With the advent of smart mobile devices, end users get used to transmitting and storing their individual privacy in them, which, however, has aroused prominent security concerns inevitably. In recent years, numerous researchers have primarily proposed to utilize motion sensors to explore implicit authentication techniques. Nonetheless, for them, there are some significant challenges in real-world scenarios. For example, depending on the expert knowledge, the authentication accuracy is relatively low due to some difficulties in extracting user micro features, and noisy labels in the training phrase.

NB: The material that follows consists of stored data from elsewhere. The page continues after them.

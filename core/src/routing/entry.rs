//! Routing entries and their advertisement wire form

use crate::address::{NodeAddress, ADDRESS_LEN};
use crate::frame::{FrameError, FrameKind};
use std::time::Instant;

/// Hop count of the local node's own entry
pub const SELF_HOP_COUNT: u8 = 0;

/// Hop count sentinel marking a destination unreachable
pub const UNREACHABLE: u8 = u8::MAX;

/// One destination's best known path
///
/// Sequence numbers are even while the destination is reachable and odd
/// while a withdrawal is propagating.
#[derive(Debug, Clone, Copy, PartialEq, Eq)]
pub struct RoutingEntry {
    pub destination: NodeAddress,
    pub next_hop: NodeAddress,
    pub hop_count: u8,
    pub sequence: u16,
    /// Local monotonic time of the last adoption or refresh
    pub last_update: Instant,
}

impl RoutingEntry {
    /// The local node's own entry (hop 0, next hop = self)
    pub fn local(address: NodeAddress, now: Instant) -> Self {
        Self {
            destination: address,
            next_hop: address,
            hop_count: SELF_HOP_COUNT,
            sequence: 0,
            last_update: now,
        }
    }

    pub fn is_reachable(&self) -> bool {
        self.hop_count != UNREACHABLE
    }

    pub fn is_direct_neighbor(&self) -> bool {
        self.hop_count == 1
    }

    /// Odd sequence: a withdrawal of this destination is in progress
    pub fn is_withdrawn(&self) -> bool {
        self.sequence % 2 == 1
    }

    pub fn advertisement(&self) -> Advertisement {
        Advertisement {
            destination: self.destination,
            next_hop: self.next_hop,
            hop_count: self.hop_count,
            sequence: self.sequence,
        }
    }
}

/// Routing entry as carried in an advertisement frame
///
/// Format (15 bytes):
/// [6] destination
/// [6] next hop of the advertiser
/// [1] hop count from the advertiser
/// [2] sequence number (LE u16)
#[derive(Debug, Clone, Copy, PartialEq, Eq)]
pub struct Advertisement {
    pub destination: NodeAddress,
    pub next_hop: NodeAddress,
    pub hop_count: u8,
    pub sequence: u16,
}

impl Advertisement {
    pub const WIRE_LEN: usize = 2 * ADDRESS_LEN + 1 + 2;

    pub fn to_bytes(&self) -> [u8; Self::WIRE_LEN] {
        let mut buf = [0u8; Self::WIRE_LEN];
        buf[..ADDRESS_LEN].copy_from_slice(self.destination.as_bytes());
        buf[ADDRESS_LEN..2 * ADDRESS_LEN].copy_from_slice(self.next_hop.as_bytes());
        buf[2 * ADDRESS_LEN] = self.hop_count;
        buf[2 * ADDRESS_LEN + 1..].copy_from_slice(&self.sequence.to_le_bytes());
        buf
    }

    pub fn from_bytes(data: &[u8]) -> Result<Self, FrameError> {
        let malformed = || FrameError::MalformedPayload {
            kind: FrameKind::Advertisement,
            len: data.len(),
        };
        if data.len() != Self::WIRE_LEN {
            return Err(malformed());
        }

        let destination = NodeAddress::from_slice(data).ok_or_else(malformed)?;
        let next_hop = NodeAddress::from_slice(&data[ADDRESS_LEN..]).ok_or_else(malformed)?;
        let hop_count = data[2 * ADDRESS_LEN];
        let sequence = u16::from_le_bytes([data[2 * ADDRESS_LEN + 1], data[2 * ADDRESS_LEN + 2]]);

        Ok(Self {
            destination,
            next_hop,
            hop_count,
            sequence,
        })
    }
}
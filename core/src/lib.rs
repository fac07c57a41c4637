// DSDV Mesh Core: destination-sequenced distance-vector routing over a
// one-hop broadcast datagram radio
//
// Every node periodically advertises itself, merges what its neighbors
// advertise, and forwards user messages hop by hop toward their
// destination.

pub mod address;
pub mod config;
pub mod frame;
pub mod message;
pub mod node;
pub mod routing;
pub mod sim;
pub mod transport;

pub use address::{AddressError, NodeAddress};
pub use config::{ConfigError, NodeConfig};
pub use frame::{Frame, FrameError, FrameKind};
pub use message::UserMessage;
pub use node::{Node, NodeError, NodeEvent, NodeHandle};
pub use routing::{
    Advertisement, MergeOutcome, Route, RoutingEngine, RoutingEntry, RoutingError, RoutingTable,
    TableDisplay, UNREACHABLE,
};
pub use sim::{Medium, SimLink, SimNode};
pub use transport::{
    event_queue, DatagramService, EventQueue, EventSink, LinkError, LinkEvent, SendStatus,
    Transport, TransportError,
};
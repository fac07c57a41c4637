//! Transport Bridge: serializes every outgoing frame through one
//! exclusively-locked transmit slot
//!
//! Periodic broadcasts, incremental updates, forwarded traffic and the
//! application send API all funnel through [`Transport::send`]. Only one
//! frame is in preparation or in the radio's hands at a time.

use super::abstraction::DatagramService;
use super::TransportError;
use crate::address::NodeAddress;
use crate::frame::{self, FrameKind};
use parking_lot::Mutex;
use tracing::{debug, trace, warn};

/// Outbound side of the transport bridge
pub struct Transport<L> {
    link: L,
    /// The single transmit buffer, reused for every frame
    tx_slot: Mutex<Vec<u8>>,
    max_datagram: usize,
}

impl<L: DatagramService> Transport<L> {
    pub fn new(link: L, max_datagram: usize) -> Self {
        Self {
            link,
            tx_slot: Mutex::new(Vec::with_capacity(max_datagram)),
            max_datagram,
        }
    }

    pub fn link(&self) -> &L {
        &self.link
    }

    pub fn max_datagram(&self) -> usize {
        self.max_datagram
    }

    /// Largest frame payload accepted by [`Transport::send`]
    pub fn max_payload(&self) -> usize {
        frame::max_payload_len(self.max_datagram)
    }

    /// Frame `payload` as `kind` and hand it to the radio for `destination`
    ///
    /// Blocks while another frame holds the transmit slot. The destination
    /// is registered with the datagram service on first use, with
    /// encryption per `encrypt`. Failures are returned, never retried.
    pub fn send(
        &self,
        destination: NodeAddress,
        payload: &[u8],
        encrypt: bool,
        kind: FrameKind,
    ) -> Result<(), TransportError> {
        let mut buffer = self.tx_slot.lock();

        if !self.link.is_peer_registered(&destination) {
            self.link.register_peer(destination, encrypt)?;
            debug!(
                "Registered peer {} (encrypted: {})",
                destination, encrypt
            );
        }

        frame::encode_into(&mut buffer, kind, payload, self.max_datagram)?;

        if let Err(err) = self.link.send(destination, &buffer) {
            warn!("Send of {} frame to {} failed: {}", kind, destination, err);
            return Err(err.into());
        }

        trace!("Sent {} frame ({} bytes) to {}", kind, buffer.len(), destination);
        Ok(())
    }
}
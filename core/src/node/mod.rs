//! Protocol driver: owns the routing engine and runs the DSDV cycle
//!
//! One tokio task per node serializes everything that touches the routing
//! table: periodic broadcasts, incremental updates, neighbor timeouts,
//! received frames and application requests. The application talks to
//! it through a cloneable [`NodeHandle`] and listens for [`NodeEvent`]s.

pub mod driver;
pub mod handle;

pub use driver::Node;
pub use handle::{NodeCommand, NodeHandle};

use crate::address::NodeAddress;
use crate::config::ConfigError;
use crate::transport::TransportError;
use thiserror::Error;

/// Protocol driver errors
#[derive(Debug, Error, Clone, PartialEq, Eq)]
pub enum NodeError {
    #[error("Refusing to send a message to ourselves")]
    SelfSend,

    #[error("No route to {0}")]
    NoRoute(NodeAddress),

    #[error("Transport error: {0}")]
    Transport(#[from] TransportError),

    #[error("Invalid configuration: {0}")]
    Config(#[from] ConfigError),

    #[error("Node task not running")]
    Stopped,
}

/// Notifications from the protocol task to the application
#[derive(Debug, Clone, PartialEq, Eq)]
pub enum NodeEvent {
    /// A user message addressed to this node (or broadcast) arrived
    MessageDelivered {
        /// Neighbor the frame arrived from
        from: NodeAddress,
        /// Final destination carried in the message
        destination: NodeAddress,
        payload: Vec<u8>,
    },

    /// A direct neighbor went silent and was marked unreachable
    NeighborLost(NodeAddress),
}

To this end, this paper presents a real-time sensor-based mobile user authentication approach, ST-SVD, a semi-supervised Teacher–Student (TS) tri-training algorithm, and a system with client–server (C-S) architecture. (1) With S-transform and singular value decomposition (ST-SVD), we enhance user micro features by transforming time-series signals into 2D time-frequency images. (2) We employ a Teacher–Student Tri-Training algorithm to reduce label noise within the training sets. (3) To obtain a set of robust parameters for user authentication, we input the well-labeled samples into a CNN (convolutional neural network) model, which validates our proposed system. Experimental results on large-scale datasets show that our approach achieves authentication accuracy of 96.32%, higher than the existing state-of-the-art methods.

Funder

Wenzhou Key Scientific and Technological Projects

Key Research and Development Projects in Zhejiang Province

Publisher

MDPI AG

Subject

General Mathematics,Engineering (miscellaneous),Computer Science (miscellaneous)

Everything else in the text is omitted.